Tria: "Favorevole alla riduzione delle aliquote Irpef, ma in modo graduale"

Un altro "problema complesso" è quello della Flat Tax, che, secondo il ministro, "va finanziata con le tax expenditures"

Si può pensare ad un "primo raggruppamento e riduzione" delle aliquote Irpef, e "io sarei favorevole, ma il problema è" che deve essere "molto graduale". Queste le parole del ministro dell'Economia, Giovanni Tria, intervistato alla Confartigianato Summer School stamattina a Roma.

Ciò "significherebbe ridurre il numero delle aliquote e, per alcune di esse, abbassarle", ovviamente valutandone "la compatibilità con il vincolo di bilancio". Una cosa che per lui sarebbe fattibile, "ma poi sono scelte politiche".

Un altro "problema complesso" è quello della Flat Tax, che, secondo Tria, "va finanziata con le tax expenditures". Una questione che richiede tempo per essere risolta, spiega il ministro, aggiungendo che "c'è una massa di tax expenditures" che non sempre rende chiaro l'esatto ammontare che viene versato al fisco.

Sul capitolo Cdp, il titolare del Mef afferma: "La Cassa depositi e prestiti è un soggetto partecipato ma è un soggetto privato.
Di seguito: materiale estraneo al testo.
use k8s_openapi::api::{
    apps::v1::StatefulSet,
    core::v1::{ConfigMap, Pod, Service},
};
use kube::{
    Client, ResourceExt,
    api::{Api, ListParams, Patch, PatchParams},
};
use serde_json::json;
use tracing::{debug, info, warn};

use crate::{
    domain::{
        cluster::{
            entities::{ClusterRef, DbType, Member, WorkloadTemplate},
            ports::WorkloadRepository,
        },
        error::OperatorError,
    },
    infrastructure::cluster::repositories::{
        exec::exec_in_member,
        raft::{appctl, lists_server},
        resources::{
            FIELD_MANAGER, label_selector, make_config_map, make_headless_service,
            make_stateful_set,
        },
    },
};

#[derive(Clone)]
pub struct K8sWorkloadRepository {
    client: Client,
}

impl K8sWorkloadRepository {
    pub fn new(client: Client) -> Self {
        Self { client }
    }
}

fn pod_ready(pod: &Pod) -> bool {
    pod.status
        .as_ref()
        .and_then(|status| status.conditions.as_ref())
        .is_some_and(|conditions| {
            conditions
                .iter()
                .any(|c| c.type_ == "Ready" && c.status == "True")
        })
}

/// Maps a pod onto a member. Terminating pods are already leaving and are not
/// counted as live.
pub fn member_from_pod(cluster: &ClusterRef, db_type: DbType, pod: &Pod) -> Option<Member> {
    if pod.metadata.deletion_timestamp.is_some() {
        return None;
    }
    let name = pod.name_any();
    let prefix = format!("{}-", cluster.workload_name(db_type));
    let ordinal = name.strip_prefix(&prefix)?.parse().ok()?;
    Some(Member {
        ordinal,
        ready: pod_ready(pod),
        pod_name: name,
    })
}

/// Decides whether the workload may drop `pod` after its `cluster/leave` failed.
/// Only a surviving member's configuration that no longer lists `host` allows it;
/// otherwise the member would linger as a dead voter.
pub fn confirm_departure(
    pod: &str,
    host: &str,
    leave_error: &OperatorError,
    survivor_status: Result<String, OperatorError>,
) -> Result<(), OperatorError> {
    match survivor_status {
        Ok(status) if !lists_server(&status, host) => Ok(()),
        Ok(_) => Err(OperatorError::platform(format!(
            "{pod} is still a RAFT voter after cluster/leave failed: {leave_error}"
        ))),
        Err(e) => Err(OperatorError::platform(format!(
            "cannot confirm {pod} left the RAFT cluster: {leave_error}; survivor status: {e}"
        ))),
    }
}

impl WorkloadRepository for K8sWorkloadRepository {
    async fn observe(
        &self,
        cluster: &ClusterRef,
        db_type: DbType,
    ) -> Result<Vec<Member>, OperatorError> {
        let pods: Api<Pod> = Api::namespaced(self.client.clone(), &cluster.namespace);
        let list = pods
            .list(&ListParams::default().labels(&label_selector(cluster, db_type)))
            .await?;

        let mut members: Vec<Member> = list
            .items
            .iter()
            .filter_map(|pod| member_from_pod(cluster, db_type, pod))
            .collect();
        members.sort_by_key(|m| m.ordinal);
        debug!(cluster = %cluster.key(), live = members.len(), "observed members");
        Ok(members)
    }

    async fn ensure(
        &self,
        cluster: &ClusterRef,
        template: &WorkloadTemplate,
    ) -> Result<Vec<Member>, OperatorError> {
        let namespace = &cluster.namespace;
        let params = PatchParams::apply(FIELD_MANAGER).force();

        let service = make_headless_service(cluster, template.db_type);
        let services: Api<Service> = Api::namespaced(self.client.clone(), namespace);
        services
            .patch(&service.name_any(), &params, &Patch::Apply(&service))
            .await?;

        let config_map = make_config_map(cluster, template);
        let config_maps: Api<ConfigMap> = Api::namespaced(self.client.clone(), namespace);
        config_maps
            .patch(&config_map.name_any(), &params, &Patch::Apply(&config_map))
            .await?;

        let stateful_set = make_stateful_set(cluster, template);
        let stateful_sets: Api<StatefulSet> = Api::namespaced(self.client.clone(), namespace);
        stateful_sets
            .patch(&stateful_set.name_any(), &params, &Patch::Apply(&stateful_set))
            .await?;
        debug!(
            cluster = %cluster.key(),
            replicas = template.replicas,
            "workload applied"
        );

        self.observe(cluster, template.db_type).await
    }

    async fn delete_member(
        &self,
        cluster: &ClusterRef,
        db_type: DbType,
        ordinal: u32,
    ) -> Result<(), OperatorError> {
        let pod = cluster.pod_name(db_type, ordinal);

        // Leave the RAFT cluster first so the remaining members shrink the
        // configuration instead of waiting on a dead peer.
        let leave = appctl(db_type, &["cluster/leave", db_type.database_name()]);
        if let Err(e) = exec_in_member(&self.client, &cluster.namespace, &pod, leave).await {
            // The last member has no peers left to outvote it.
            if ordinal > 0 {
                let survivor = cluster.pod_name(db_type, 0);
                let status = exec_in_member(
                    &self.client,
                    &cluster.namespace,
                    &survivor,
                    appctl(db_type, &["cluster/status", db_type.database_name()]),
                )
                .await;
                confirm_departure(&pod, &cluster.member_host(db_type, ordinal), &e, status)?;
            }
            warn!(%pod, error = %e, "cluster/leave failed, removal is still safe");
        }

        let stateful_sets: Api<StatefulSet> =
            Api::namespaced(self.client.clone(), &cluster.namespace);
        stateful_sets
            .patch(
                &cluster.workload_name(db_type),
                &PatchParams::default(),
                &Patch::Merge(json!({ "spec": { "replicas": ordinal } })),
            )
            .await?;
        info!(cluster = %cluster.key(), %pod, "member removed");
        Ok(())
    }
}

#[cfg(test)]
mod tests {
    use k8s_openapi::{
        api::core::v1::{PodCondition, PodStatus},
        apimachinery::pkg::apis::meta::v1::{ObjectMeta, Time},
    };

    use super::*;
    use crate::domain::cluster::test_helpers::default_cluster_ref;

    fn pod(name: &str, ready: &str) -> Pod {
        Pod {
            metadata: ObjectMeta {
                name: Some(name.to_string()),
                ..ObjectMeta::default()
            },
            status: Some(PodStatus {
                conditions: Some(vec![PodCondition {
                    type_: "Ready".to_string(),
                    status: ready.to_string(),
                    ..PodCondition::default()
                }]),
                ..PodStatus::default()
            }),
            ..Pod::default()
        }
    }

    #[test]
    fn test_member_from_pod_reads_ordinal_and_readiness() {
        let cluster = default_cluster_ref();

        let member = member_from_pod(&cluster, DbType::Nb, &pod("ovsdbserver-nb-2", "True"));
        assert_eq!(
            member,
            Some(Member {
                ordinal: 2,
                pod_name: "ovsdbserver-nb-2".to_string(),
                ready: true,
            })
        );

        let unready = member_from_pod(&cluster, DbType::Nb, &pod("ovsdbserver-nb-0", "False"));
        assert!(!unready.unwrap().ready);
    }

    const SURVIVOR_STATUS: &str = "\
Role: leader
Servers:
    4b1c (4b1c at tcp:ovsdbserver-nb-0.ovsdbserver-nb.openstack.svc.cluster.local:6643) (self)
    9e07 (9e07 at tcp:ovsdbserver-nb-1.ovsdbserver-nb.openstack.svc.cluster.local:6643)
";

    fn leave_error() -> OperatorError {
        OperatorError::ProbeFailing {
            message: "container not running".to_string(),
        }
    }

    #[test]
    fn test_failed_leave_blocks_removal_of_a_listed_voter() {
        let cluster = default_cluster_ref();

        let result = confirm_departure(
            "ovsdbserver-nb-1",
            &cluster.member_host(DbType::Nb, 1),
            &leave_error(),
            Ok(SURVIVOR_STATUS.to_string()),
        );

        match result {
            Err(OperatorError::PlatformUnavailable { message }) => {
                assert!(message.contains("still a RAFT voter"));
            }
            other => panic!("Expected PlatformUnavailable, got {other:?}"),
        }
    }

    #[test]
    fn test_failed_leave_allows_removal_of_an_absent_member() {
        let cluster = default_cluster_ref();

        let result = confirm_departure(
            "ovsdbserver-nb-2",
            &cluster.member_host(DbType::Nb, 2),
            &leave_error(),
            Ok(SURVIVOR_STATUS.to_string()),
        );

        assert!(result.is_ok());
    }

    #[test]
    fn test_failed_leave_blocks_removal_when_survivor_is_unreachable() {
        let cluster = default_cluster_ref();

        let result = confirm_departure(
            "ovsdbserver-nb-2",
            &cluster.member_host(DbType::Nb, 2),
            &leave_error(),
            Err(OperatorError::platform("connection refused")),
        );

        assert!(matches!(
            result,
            Err(OperatorError::PlatformUnavailable { .. })
        ));
    }

    #[test]
    fn test_member_from_pod_skips_foreign_and_terminating_pods() {
        let cluster = default_cluster_ref();
        assert_eq!(
            member_from_pod(&cluster, DbType::Nb, &pod("ovsdbserver-nb-x", "True")),
            None
        );

        let mut leaving = pod("ovsdbserver-nb-1", "True");
        leaving.metadata.deletion_timestamp = Some(Time(chrono::Utc::now()));
        assert_eq!(member_from_pod(&cluster, DbType::Nb, &leaving), None);
    }
}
Ogni azione che viene fatta da Cassa depositi e prestiti deve essere correlata al suo agire come soggetto privato", ed è quindi necessario che "abbia un calcolo privato delle sue azioni". "Bisogna stare attenti a come usare questo strumento, che comunque è uno strumento molto forte". La Cdp, prosegue, "non so se deve diventare una nuova Iri ma non deve essere una nuova Gepi (Gestione Partecipazioni Industriali), con un intervento in imprese più o meno decotte", ha sottolineato Tria. "In un certo senso è il nostro fondo sovrano, ma staccato dalla pubblica amministrazione. E, come ogni fondo sovrano, si muove secondo il calcolo economico", ha detto il ministro dell'Economia.

Poi una battuta finale su Tav e Tap: "personalmente spero che si facciano e che il problema si sblocchi, spero che ci sarà una soluzione anche perché si tratta di grandi collegamenti internazionali".